Wisconsin teen Morgan Geyser gets 40 years in mental institution in Slender Man stabbing case
The court order comes almost a month after Geyser's friend, Anissa Weier, was sentenced to 25 years in a mental hospital.
A US court has sentenced Morgan Geyser, one of the two Wisconsin teens involved in the 2014 Slender Man case in which the duo stabbed a classmate. The 15-year-old has been given 40 years in a mental institution after she was charged with attempted murder by way of insanity in 2017 and has been diagnosed with schizophrenia.
The court order comes almost two months after Geyser's friend, Anissa Weier, was sentenced to 25 years in a mental hospital. The girls, who were 12 at the time of the incident, had lured their classmate Payton Leutner into a wooded park in Waukesha, a Milwaukee suburb, before stabbing her 19 times. However, Leutner survived after she managed to crawl out of the woods and was found by a cyclist passing by.
The duo had attacked Leutner to please the fictional character "Slender Man", who they believed was real. Lawyers for the girls' claimed they thought killing Leutner would save them from the mythical creature.
On Thursday, 1 February, Geyser received the maximum possible sentence that prosecutors had sought as they believe she is a risk to herself and the society. She received a longer sentence than Weier because of her long history of mental illness and will be released from the institution at the age of 55, the Daily Mail reported.
Before judge Michael Bohren delivered his sentence, the teenage girl broke down and apologised to the victim and her family. "I just want to let Ella [Payton] and her family know, I am sorry. I never meant for this to happen. I hope that she is doing well," she said while crying.
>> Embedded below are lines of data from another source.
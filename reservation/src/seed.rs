use abi::{EventType, Reservation, ReservationStatus, Room};
use chrono::{DateTime, NaiveDate, NaiveTime, Utc};

pub fn sample_rooms() -> Vec<Room> {
    vec![
        room(
            1,
            "Salle Baobab",
            25,
            "Projecteur, Tableau, Climatisation, Wifi",
            "Rez-de-chaussée - Aile Est",
            15000,
        ),
        room(
            2,
            "Salle Fromager",
            12,
            "Écran TV, Tableau blanc, Climatisation",
            "1er étage - Aile Nord",
            8000,
        ),
        room(
            3,
            "Salle Acacia",
            50,
            "Vidéoprojecteur, Sonorisation, Micros, Climatisation",
            "Rez-de-chaussée - Aile Ouest",
            25000,
        ),
        room(4, "Salle Caïlcédrat", 8, "Écran TV, Tableau, Wifi", "2ème étage - Aile Sud", 5000),
        room(
            5,
            "Salle Palmier",
            30,
            "Projecteur, Sonorisation, Climatisation, Wifi",
            "1er étage - Aile Est",
            18000,
        ),
    ]
}

pub fn sample_event_types() -> Vec<EventType> {
    vec![
        event_type(1, "Réunion équipe", "Réunion interne d'équipe", 30, 180, false),
        event_type(2, "Formation", "Session de formation professionnelle", 120, 480, true),
        event_type(3, "Conférence", "Présentation ou conférence", 60, 240, true),
        event_type(4, "Séminaire", "Séminaire de travail", 240, 480, true),
        event_type(5, "Entretien", "Entretien individuel ou collectif", 30, 120, false),
    ]
}

/// Demo bookings, in the order the dashboard lists them.
pub fn sample_reservations() -> Vec<Reservation> {
    vec![
        Reservation {
            id: 1,
            requester_id: 4,
            requester_name: "Aissatou Fall".into(),
            room_id: 1,
            room_name: "Salle Baobab".into(),
            event_type_id: 1,
            event_type_name: "Réunion équipe".into(),
            subject: "Réunion équipe marketing".into(),
            date: date(2025, 6, 26),
            start_time: time(9, 0),
            end_time: time(10, 30),
            status: ReservationStatus::Approved,
            requested_at: timestamp(2025, 6, 21, 8, 0),
            decided_at: Some(timestamp(2025, 6, 21, 10, 0)),
            decided_by: Some("Fatou Ndiaye".into()),
            comments: "Préparation campagne été".into(),
        },
        Reservation {
            id: 2,
            requester_id: 5,
            requester_name: "Moussa Ba".into(),
            room_id: 3,
            room_name: "Salle Acacia".into(),
            event_type_id: 3,
            event_type_name: "Conférence".into(),
            subject: "Conférence sur l'IA".into(),
            date: date(2025, 6, 27),
            start_time: time(14, 0),
            end_time: time(16, 0),
            status: ReservationStatus::Approved,
            requested_at: timestamp(2025, 6, 20, 15, 30),
            decided_at: Some(timestamp(2025, 6, 21, 9, 0)),
            decided_by: Some("Fatou Ndiaye".into()),
            comments: "Événement ouvert au public".into(),
        },
        Reservation {
            id: 3,
            requester_id: 7,
            requester_name: "Ibrahima Gueye".into(),
            room_id: 5,
            room_name: "Salle Palmier".into(),
            event_type_id: 2,
            event_type_name: "Formation".into(),
            subject: "Formation sécurité informatique".into(),
            date: date(2025, 6, 28),
            start_time: time(9, 0),
            end_time: time(12, 0),
            status: ReservationStatus::Pending,
            requested_at: timestamp(2025, 6, 21, 12, 0),
            decided_at: None,
            decided_by: None,
            comments: "Formation obligatoire pour tous".into(),
        },
        Reservation {
            id: 4,
            requester_id: 8,
            requester_name: "Khadija Diouf".into(),
            room_id: 2,
            room_name: "Salle Fromager".into(),
            event_type_id: 4,
            event_type_name: "Séminaire".into(),
            subject: "Séminaire innovation".into(),
            date: date(2025, 6, 30),
            start_time: time(8, 0),
            end_time: time(17, 0),
            status: ReservationStatus::Pending,
            requested_at: timestamp(2025, 6, 21, 14, 30),
            decided_at: None,
            decided_by: None,
            comments: "Journée complète avec pauses".into(),
        },
    ]
}

fn room(
    id: u32,
    name: &str,
    capacity: u32,
    equipment: &str,
    location: &str,
    hourly_rate: u32,
) -> Room {
    Room {
        id,
        name: name.into(),
        capacity,
        equipment_list: equipment.split(", ").map(String::from).collect(),
        location: location.into(),
        available: true,
        hourly_rate,
    }
}

fn event_type(
    id: u32,
    name: &str,
    description: &str,
    min_duration_minutes: u32,
    max_duration_minutes: u32,
    requires_validation: bool,
) -> EventType {
    EventType {
        id,
        name: name.into(),
        description: description.into(),
        min_duration_minutes,
        max_duration_minutes,
        requires_validation,
    }
}

// literals below are all valid dates and times
fn date(year: i32, month: u32, day: u32) -> NaiveDate {
    NaiveDate::from_ymd_opt(year, month, day).unwrap_or_default()
}

fn time(hour: u32, minute: u32) -> NaiveTime {
    NaiveTime::from_hms_opt(hour, minute, 0).unwrap_or_default()
}

fn timestamp(year: i32, month: u32, day: u32, hour: u32, minute: u32) -> DateTime<Utc> {
    date(year, month, day).and_time(time(hour, minute)).and_utc()
}

#[cfg(test)]
mod tests {
    use super::*;

    #[test]
    fn sample_data_should_respect_store_invariants() {
        let reservations = sample_reservations();
        assert!(reservations.iter().all(|r| r.has_valid_range()));
        let rooms = sample_rooms();
        let types = sample_event_types();
        for rsvp in &reservations {
            let room = rooms.iter().find(|r| r.id == rsvp.room_id).unwrap();
            assert_eq!(room.name, rsvp.room_name);
            let kind = types.iter().find(|t| t.id == rsvp.event_type_id).unwrap();
            assert_eq!(kind.name, rsvp.event_type_name);
        }
        assert_eq!(rooms[0].equipment_list.len(), 4);
    }
}
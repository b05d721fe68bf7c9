use serde::{Deserialize, Serialize};

use crate::RoomId;

#[derive(Debug, Clone, PartialEq, Eq, Serialize, Deserialize)]
#[serde(rename_all = "camelCase")]
pub struct Room {
    pub id: RoomId,
    pub name: String,
    pub capacity: u32,
    pub equipment_list: Vec<String>,
    pub location: String,
    pub available: bool,
    /// Price per hour in the smallest currency unit.
    pub hourly_rate: u32,
}

impl Room {
    /// Name without the conventional "Salle " prefix, as shown on calendar tiles.
    pub fn short_name(name: &str) -> &str {
        name.strip_prefix("Salle ").unwrap_or(name)
    }
}

#[cfg(test)]
mod tests {
    use super::*;

    #[test]
    fn short_name_should_drop_prefix_only_once() {
        assert_eq!(Room::short_name("Salle Baobab"), "Baobab");
        assert_eq!(Room::short_name("Salle Salle"), "Salle");
        assert_eq!(Room::short_name("Auditorium"), "Auditorium");
    }
}
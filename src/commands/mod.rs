pub mod blame;
pub mod highlight;
pub mod log;
pub mod session;
pub mod siblings;
pub mod terminal;

use std::collections::BTreeMap;

use crate::highlight::HighlightSession;
use crate::highlight::highlight_map::blocks;

/// Selection map (message to date) for `messages`, dated from the commit list.
/// Unknown messages are kept so the resolver can report them.
pub fn watchlist_for(session: &HighlightSession, messages: &[String]) -> BTreeMap<String, String> {
    let dates: BTreeMap<String, String> = session
        .commit_list()
        .into_iter()
        .map(|(message, date)| (message, date.map(|d| d.to_rfc3339()).unwrap_or_default()))
        .collect();
    messages
        .iter()
        .map(|m| (m.clone(), dates.get(m).cloned().unwrap_or_default()))
        .collect()
}

/// One-based, human readable line ranges: `1-5, 9, 12-13`
pub fn format_ranges(lines: &[u32]) -> String {
    blocks(lines)
        .iter()
        .map(|b| {
            if b.start == b.end {
                format!("{}", b.start + 1)
            } else {
                format!("{}-{}", b.start + 1, b.end + 1)
            }
        })
        .collect::<Vec<_>>()
        .join(", ")
}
Earlier, during the sentencing hearing, four doctors testified in the case against Geyser, giving their opinions on the severity of the teenager's mental health. Some said the teenager has an extreme form of schizophrenia and detailed how she heard voices and experienced hallucinations, while one of the doctors said she was still hearing voices from someone called "Maggie" as recently as October 2017.
Her defence team requested to have her shifted to an adolescent health facility given her age or to give her conditional release.
But the judge dismissed the plea, saying, "What we can't forget is this was an attempted murder, it would have been murder but for just simply time and the interference of serendipity – that the knife wound was not placed in the exact position to kill her, that she didn't bleed to death and that somebody found her. Otherwise this would be a murder case."
"This is an issue of community protection," he added.